Boy, I've been looking forward to Shrapnel since Radical Comics released that cool, intriguing trailer a few months back. Okay, it looked a bit like a video game, but heavy metal mecha warfare, who can't get into that? In the intervening time, Radical has been promoting the heck out of it, sitting down for interviews with any site that'll have 'em. Hand it to these guys, they know how to market. Then you see the issue in question, a nice hefty size at 48 glossy pages for a stunning $1.99 cover price. How can you go wrong?

Well the short answer is: by having an uninspiring story and lousy art.

The issue opens with a military action that is depicted with such dark and murky art that it's hard to tell what the hell is going on. I certainly can't make out who is fighting whom, or who's winning. It's just flashes of armored soldiers, mechas and big guns and a lot of swirling flame. After 10 pages of this chaos, we find out that it isn't even a real battle we've been watching, but a virtual reality training exercise! Ultimately, we will realize that the marines training here aren't even the main characters of the story. In fact, they are invading world after world and crushing local resistance; in essence these are the bad guys. Why we want to watch generic hostile grunts practice fighting is beyond me.

Let me say up front, Bagus Homoto's paintwork is not to my taste at all. Pretty much the entire book is as dark and impenetrable as the opening. Even for scenes taking place in broad daylight, everyone is clouded in shadows and murk. Considering that faces don't look so swift even when we get a good look, maybe that's on purpose.
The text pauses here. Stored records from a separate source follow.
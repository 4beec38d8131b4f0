//! Error types for ptree.

use thiserror::Error;

/// Result type alias for ptree operations.
pub type Result<T> = std::result::Result<T, Error>;

/// Failure reported by the kernel ptree facility.
#[derive(Error, Debug, Clone, PartialEq, Eq)]
pub enum FacilityError {
    /// The facility rejected the request shape (null buffer, bad capacity).
    #[error("invalid argument (EINVAL): the kernel rejected the buffer or its capacity")]
    InvalidArgument,

    /// The facility could not read or write the buffer.
    #[error("bad address (EFAULT): the kernel could not access the output buffer")]
    BadAddress,

    /// Any other errno.
    #[error("syscall failed: {}", os_message(.errno))]
    Os { errno: i32 },

    /// The facility claimed to write more entries than it was given room for.
    #[error("facility reported {count} entries for a buffer of {capacity}")]
    CountOutOfRange { count: i64, capacity: usize },
}

impl FacilityError {
    /// Classify an errno left behind by a failed call.
    pub fn from_errno(errno: i32) -> Self {
        match errno {
            libc::EINVAL => FacilityError::InvalidArgument,
            libc::EFAULT => FacilityError::BadAddress,
            errno => FacilityError::Os { errno },
        }
    }
}

fn os_message(errno: &i32) -> std::io::Error {
    std::io::Error::from_raw_os_error(*errno)
}

/// Unified error type for ptree.
#[derive(Error, Debug)]
pub enum Error {
    // Usage errors (10-19)
    #[error("{0}")]
    Usage(String),

    // Allocation errors (20-29)
    #[error("cannot allocate a buffer for {capacity} entries")]
    Allocation { capacity: usize },

    // Facility errors (30-39)
    #[error(transparent)]
    Facility(#[from] FacilityError),

    // Output errors (40-49)
    #[error("I/O error: {0}")]
    Io(#[from] std::io::Error),

    #[error("JSON serialization error: {0}")]
    Json(#[from] serde_json::Error),
}

impl Error {
    /// Returns the error code for this error type.
    /// Used for detailed error reporting in JSON output.
    pub fn code(&self) -> u32 {
        match self {
            Error::Usage(_) => 10,
            Error::Allocation { .. } => 20,
            Error::Facility(FacilityError::InvalidArgument) => 30,
            Error::Facility(FacilityError::BadAddress) => 31,
            Error::Facility(FacilityError::Os { .. }) => 32,
            Error::Facility(FacilityError::CountOutOfRange { .. }) => 33,
            Error::Io(_) => 40,
            Error::Json(_) => 41,
        }
    }

    /// Whether this failure is reported on stdout next to the listing.
    ///
    /// Facility failures go to stdout; everything else is a local problem and
    /// goes to stderr.
    pub fn reported_on_stdout(&self) -> bool {
        matches!(self, Error::Facility(_))
    }
}

#[cfg(test)]
mod tests {
    use super::*;

    #[test]
    fn test_errno_classification() {
        assert_eq!(
            FacilityError::from_errno(libc::EINVAL),
            FacilityError::InvalidArgument
        );
        assert_eq!(
            FacilityError::from_errno(libc::EFAULT),
            FacilityError::BadAddress
        );
        assert_eq!(
            FacilityError::from_errno(libc::ENOSYS),
            FacilityError::Os {
                errno: libc::ENOSYS
            }
        );
    }

    #[test]
    fn test_messages_distinguish_reasons() {
        let einval = FacilityError::InvalidArgument.to_string();
        let efault = FacilityError::BadAddress.to_string();
        assert!(einval.contains("invalid argument"));
        assert!(efault.contains("bad address"));
        assert_ne!(einval, efault);

        let other = FacilityError::Os {
            errno: libc::EPERM,
        }
        .to_string();
        assert!(other.starts_with("syscall failed: "));
        assert!(other.contains(&format!("os error {}", libc::EPERM)));
    }

    #[test]
    fn test_codes_are_distinct_per_reason() {
        let codes = [
            Error::Usage("x".into()).code(),
            Error::Allocation { capacity: 1 }.code(),
            Error::from(FacilityError::InvalidArgument).code(),
            Error::from(FacilityError::BadAddress).code(),
            Error::from(FacilityError::Os { errno: 1 }).code(),
            Error::from(std::io::Error::other("x")).code(),
        ];
        let mut unique = codes.to_vec();
        unique.sort_unstable();
        unique.dedup();
        assert_eq!(unique.len(), codes.len());
    }

    #[test]
    fn test_stream_selection() {
        assert!(Error::from(FacilityError::BadAddress).reported_on_stdout());
        assert!(!Error::Allocation { capacity: 3 }.reported_on_stdout());
        assert!(!Error::Usage("bad".into()).reported_on_stdout());
    }
}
Sometimes you have to take a hint from where the word balloons are pointing to figure out who's even speaking. It's a shame, the art has been so strong on previous Radical books that this is a huge letdown for me.

A quarter of the way into the book we are finally introduced to the protagonists, a trio of Venusian miners called Sam, Stap and Jammer. It's a somewhat trite scene in which the volatile Stap gets into a barroom brawl with a group of artificially-enhanced "Genotypes," as they argue back and forth whether naturally-born "helots" like Stap deserve equal treatment. It's exposition by insult, with lines like: "I'll break it down pre-school so you can understand-- we're smarter than you and that's why we run the system" or "Helots are just as good a human as any splicer. So I can't figure out pi to the last digit in my head, or run as fast as you, but at least I have some fricking manners!" Not sure I buy that anyone ever talks like that, but as least writer M. Zachary Sherman was able to set up the Genotype/Helot dichotomy for us.
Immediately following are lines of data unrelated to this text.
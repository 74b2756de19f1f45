use chrono::{DateTime, Utc};
use sea_orm::entity::prelude::*;
use serde::{Deserialize, Serialize};

/// GM 操作日志实体
/// action_type: approve / reject；target_type: reward_grant
#[derive(Clone, Debug, PartialEq, DeriveEntityModel, Eq, Serialize, Deserialize)]
#[sea_orm(table_name = "gm_actions_log")]
pub struct Model {
    #[sea_orm(primary_key)]
    pub id: i64,
    pub actor_id: i64,
    pub action_type: String,
    pub target_type: String,
    pub target_id: i64,
    pub memo: Option<String>,
    pub created_at: Option<DateTime<Utc>>,
}

#[derive(Copy, Clone, Debug, EnumIter, DeriveRelation)]
pub enum Relation {}

impl ActiveModelBehavior for ActiveModel {}
//! 转盘相关表的存储访问
//!
//! 所有函数对 `ConnectionTrait` 泛型，既可在抽奖事务内调用，也可在事务回滚后
//! 直接用连接池重新读取。

use crate::entities::{
    BonusTicketStatus, GrantSourceType, GrantStatus, SpinType, bonus_ticket_entity as tickets,
    grant_entity as grants, reward_entity as rewards, spin_entity as spins,
};
use chrono::{DateTime, NaiveDate, Utc};
use sea_orm::{
    ActiveModelTrait, ColumnTrait, ConnectionTrait, DbErr, EntityTrait, QueryFilter, QueryOrder,
    QuerySelect, Set, SqlErr,
};

/// request_id 唯一索引
pub const REQUEST_UNIQUE_CONSTRAINT: &str = "uq_spins_request";
/// daily 每日一次的部分唯一索引
pub const DAILY_UNIQUE_CONSTRAINT: &str = "uq_spins_daily_once";

/// 写入抽奖流水时触发的唯一约束
#[derive(Debug, Clone, Copy, PartialEq, Eq)]
pub enum SpinConflict {
    /// 同一 request_id 已被并发请求写入
    RequestId,
    /// 当日 daily 抽奖已存在
    DailyOnce,
}

impl SpinConflict {
    /// 按数据库报错信息中的约束名识别
    pub fn from_message(message: &str) -> Option<Self> {
        if message.contains(DAILY_UNIQUE_CONSTRAINT) {
            Some(SpinConflict::DailyOnce)
        } else if message.contains(REQUEST_UNIQUE_CONSTRAINT) {
            Some(SpinConflict::RequestId)
        } else {
            None
        }
    }
}

/// 仅识别唯一约束冲突，其余错误返回 None
pub fn spin_conflict(err: &DbErr) -> Option<SpinConflict> {
    match err.sql_err() {
        Some(SqlErr::UniqueConstraintViolation(message)) => SpinConflict::from_message(&message),
        _ => None,
    }
}

pub struct NewSpin<'a> {
    pub event_id: i64,
    pub user_id: i64,
    pub spin_date: NaiveDate,
    pub spin_type: SpinType,
    pub request_id: &'a str,
    pub reward_id: &'a str,
}

pub struct NewGrant<'a> {
    pub user_id: i64,
    pub amount: i64,
    pub source_id: i64,
    pub request_id: &'a str,
    pub status: GrantStatus,
}

pub async fn find_spin_by_request_id<C: ConnectionTrait>(
    db: &C,
    request_id: &str,
) -> Result<Option<spins::Model>, DbErr> {
    spins::Entity::find()
        .filter(spins::Column::RequestId.eq(request_id))
        .one(db)
        .await
}

pub async fn find_reward<C: ConnectionTrait>(
    db: &C,
    event_id: i64,
    reward_id: &str,
) -> Result<Option<rewards::Model>, DbErr> {
    rewards::Entity::find()
        .filter(rewards::Column::EventId.eq(event_id))
        .filter(rewards::Column::RewardId.eq(reward_id))
        .one(db)
        .await
}

/// 活动下启用的奖励，按 id 升序（即加权抽取时的累加顺序）
pub async fn active_rewards<C: ConnectionTrait>(
    db: &C,
    event_id: i64,
) -> Result<Vec<rewards::Model>, DbErr> {
    rewards::Entity::find()
        .filter(rewards::Column::EventId.eq(event_id))
        .filter(rewards::Column::IsActive.eq(true))
        .order_by_asc(rewards::Column::Id)
        .all(db)
        .await
}

/// `SELECT ... FOR UPDATE` 锁定当日最早的一张 issued 抽奖券。
/// 锁持有到事务结束，并发的 bonus 抽奖会在此阻塞。
pub async fn lock_issued_ticket<C: ConnectionTrait>(
    db: &C,
    event_id: i64,
    user_id: i64,
    ticket_date: NaiveDate,
) -> Result<Option<tickets::Model>, DbErr> {
    tickets::Entity::find()
        .filter(tickets::Column::EventId.eq(event_id))
        .filter(tickets::Column::UserId.eq(user_id))
        .filter(tickets::Column::TicketDate.eq(ticket_date))
        .filter(tickets::Column::Status.eq(BonusTicketStatus::Issued))
        .order_by_asc(tickets::Column::TicketIdx)
        .lock_exclusive()
        .one(db)
        .await
}

/// issued -> used，必须在持有行锁的同一事务内调用
pub async fn mark_ticket_used<C: ConnectionTrait>(
    db: &C,
    ticket_idx: i64,
    used_at: DateTime<Utc>,
) -> Result<(), DbErr> {
    let result = tickets::Entity::update_many()
        .set(tickets::ActiveModel {
            status: Set(BonusTicketStatus::Used),
            used_at: Set(Some(used_at)),
            ..Default::default()
        })
        .filter(tickets::Column::TicketIdx.eq(ticket_idx))
        .filter(tickets::Column::Status.eq(BonusTicketStatus::Issued))
        .exec(db)
        .await?;

    if result.rows_affected != 1 {
        return Err(DbErr::RecordNotUpdated);
    }
    Ok(())
}

/// 插入抽奖流水；唯一约束由数据库检查，冲突以 DbErr 返回给调用方分类
pub async fn insert_spin<C: ConnectionTrait>(
    db: &C,
    spin: NewSpin<'_>,
) -> Result<spins::Model, DbErr> {
    spins::ActiveModel {
        event_id: Set(spin.event_id),
        user_id: Set(spin.user_id),
        spin_date: Set(spin.spin_date),
        spin_type: Set(spin.spin_type),
        request_id: Set(spin.request_id.to_string()),
        reward_id: Set(spin.reward_id.to_string()),
        ..Default::default()
    }
    .insert(db)
    .await
}

pub async fn insert_grant<C: ConnectionTrait>(
    db: &C,
    grant: NewGrant<'_>,
) -> Result<grants::Model, DbErr> {
    grants::ActiveModel {
        user_id: Set(grant.user_id),
        amount: Set(grant.amount),
        source_type: Set(GrantSourceType::Roulette),
        source_id: Set(grant.source_id),
        request_id: Set(grant.request_id.to_string()),
        status: Set(grant.status),
        ..Default::default()
    }
    .insert(db)
    .await
}

/// 运营发放抽奖券
pub async fn insert_issued_ticket<C: ConnectionTrait>(
    db: &C,
    event_id: i64,
    user_id: i64,
    ticket_date: NaiveDate,
) -> Result<tickets::Model, DbErr> {
    tickets::ActiveModel {
        event_id: Set(event_id),
        user_id: Set(user_id),
        ticket_date: Set(ticket_date),
        status: Set(BonusTicketStatus::Issued),
        ..Default::default()
    }
    .insert(db)
    .await
}
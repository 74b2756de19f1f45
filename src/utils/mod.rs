pub mod pagination;
pub mod weighted;

pub use pagination::{MAX_PAGE_LIMIT, PageWindow};
pub use weighted::{ThreadRngDraw, WeightDraw, Weighted, pick_weighted, total_weight};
By the end of the issue, I'm not sure how this class warfare even fits in. The main plot concerns the approaching invasion force of the Alliance, who have demanded the surrender of the local government of Venus. World by world, the Alliance has been assimilating the free colonies through brute force, and now have given the President of Venus 24 hours to surrender. Although the planet has no standing army, local genotypes and helots have just as much to lose if they don't volunteer to join the local militia to take a stand against the overwhelming numbers of space marines. Stap and Jammer answer the call, but Sam tries to talk some sense into them, failing to persuade them that they are going to die for a lost cause.
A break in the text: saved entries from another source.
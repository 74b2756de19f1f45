use actix_web::{App, HttpServer, middleware::Logger, web};
use chrono::Local;
use env_logger::{Env, Target};
use std::io::Write;

use roulette_backend::{
    config::Config,
    database::{create_pool, run_migrations},
    handlers,
    middlewares::{GmKeyMiddleware, create_cors},
    services::*,
    swagger::swagger_config,
};

/// 每行一个 JSON 对象: timestamp / level / message / target
fn init_logger() {
    env_logger::Builder::from_env(Env::default().default_filter_or("info"))
        .format(|buf, record| {
            let ts = Local::now().format("%Y-%m-%dT%H:%M:%S%.3f%:z");
            let level = record.level().as_str().to_ascii_lowercase();
            let message = serde_json::to_string(&record.args().to_string())
                .unwrap_or_else(|_| "\"<invalid utf8>\"".to_string());
            writeln!(
                buf,
                "{{\"timestamp\":\"{}\",\"level\":\"{}\",\"message\":{},\"target\":\"{}\"}}",
                ts,
                level,
                message,
                record.target(),
            )
        })
        .target(Target::Stdout)
        .init();
}

#[actix_web::main]
async fn main() -> std::io::Result<()> {
    init_logger();

    let config = Config::from_toml().expect("Failed to load configuration file");

    let pool = create_pool(&config.database)
        .await
        .expect("Failed to create database connection pool");

    run_migrations(&pool)
        .await
        .expect("Failed to run database migrations");

    if config.gm.api_key.is_empty() {
        log::warn!("GM API key is empty, /gm routes will answer GM_KEY_NOT_CONFIGURED");
    }

    let spin_service = RouletteSpinService::new(pool.clone());
    let grant_service = GmGrantService::new(pool.clone(), config.roulette.default_page_limit);
    let ticket_service = BonusTicketService::new(pool.clone());
    let gm_key = config.gm.api_key.clone();

    log::info!(
        "Starting HTTP server at {}:{}",
        config.server.host,
        config.server.port
    );

    HttpServer::new(move || {
        App::new()
            .wrap(GmKeyMiddleware::new(&gm_key))
            .wrap(create_cors())
            .wrap(Logger::default())
            .app_data(handlers::json_config())
            .app_data(web::Data::new(spin_service.clone()))
            .app_data(web::Data::new(grant_service.clone()))
            .app_data(web::Data::new(ticket_service.clone()))
            .configure(swagger_config)
            .configure(handlers::health_config)
            .configure(handlers::roulette_config)
            .configure(handlers::gm_config)
    })
    .bind((config.server.host.as_str(), config.server.port))?
    .run()
    .await
}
Sam is the female character depicted on the various covers for this series (don't ask me who or what "Aristeia" is; unless I missed a reference, the word isn't even mentioned), and really the only character who is given much depth in issue one. She's quiet, reflective and no-nonsense, and obviously there are some important events in her past which define who she is now. There's certainly some reason why she spends her off hours arguing with a psychological AI program versed in post-traumatic stress disorder, which she has elected to manifest as a hologram of her deceased little sister. When Stap accidentally begins floating off into space during a mining mishap, she reacts with much more command and unconscious training than a simple miner would be expected to have. The issue ends with her planning to flee in the face of the coming storm, but considering that she's wielding weaponry on the battlefield on most of the covers, one would assume that a change of heart is coming up.

Mark Long and Nick Sagan are credited as the co-creators of this book, but I'm not sure what that really means since neither of them wrote or drew it. Sherman uses some weird pacing and clunky dialogue, requiring characters to regurgitate information that the listener would already know, in order to explain the scenario to the reader. The characters other than Sam are pretty thin, and don't ask me why we spend so much time with the Alliance marines, unless the intention is to make some of them sympathetic in future issues, and not the steel-booted thugs everyone believes them to be. The art is just a mess, way too impressionistic and unappealing through most of the book. Honestly, any one of the many cover artists working on this series would be a better choice for the interiors. Radical, I still love you guys, but I think I'm gonna give this series a pass.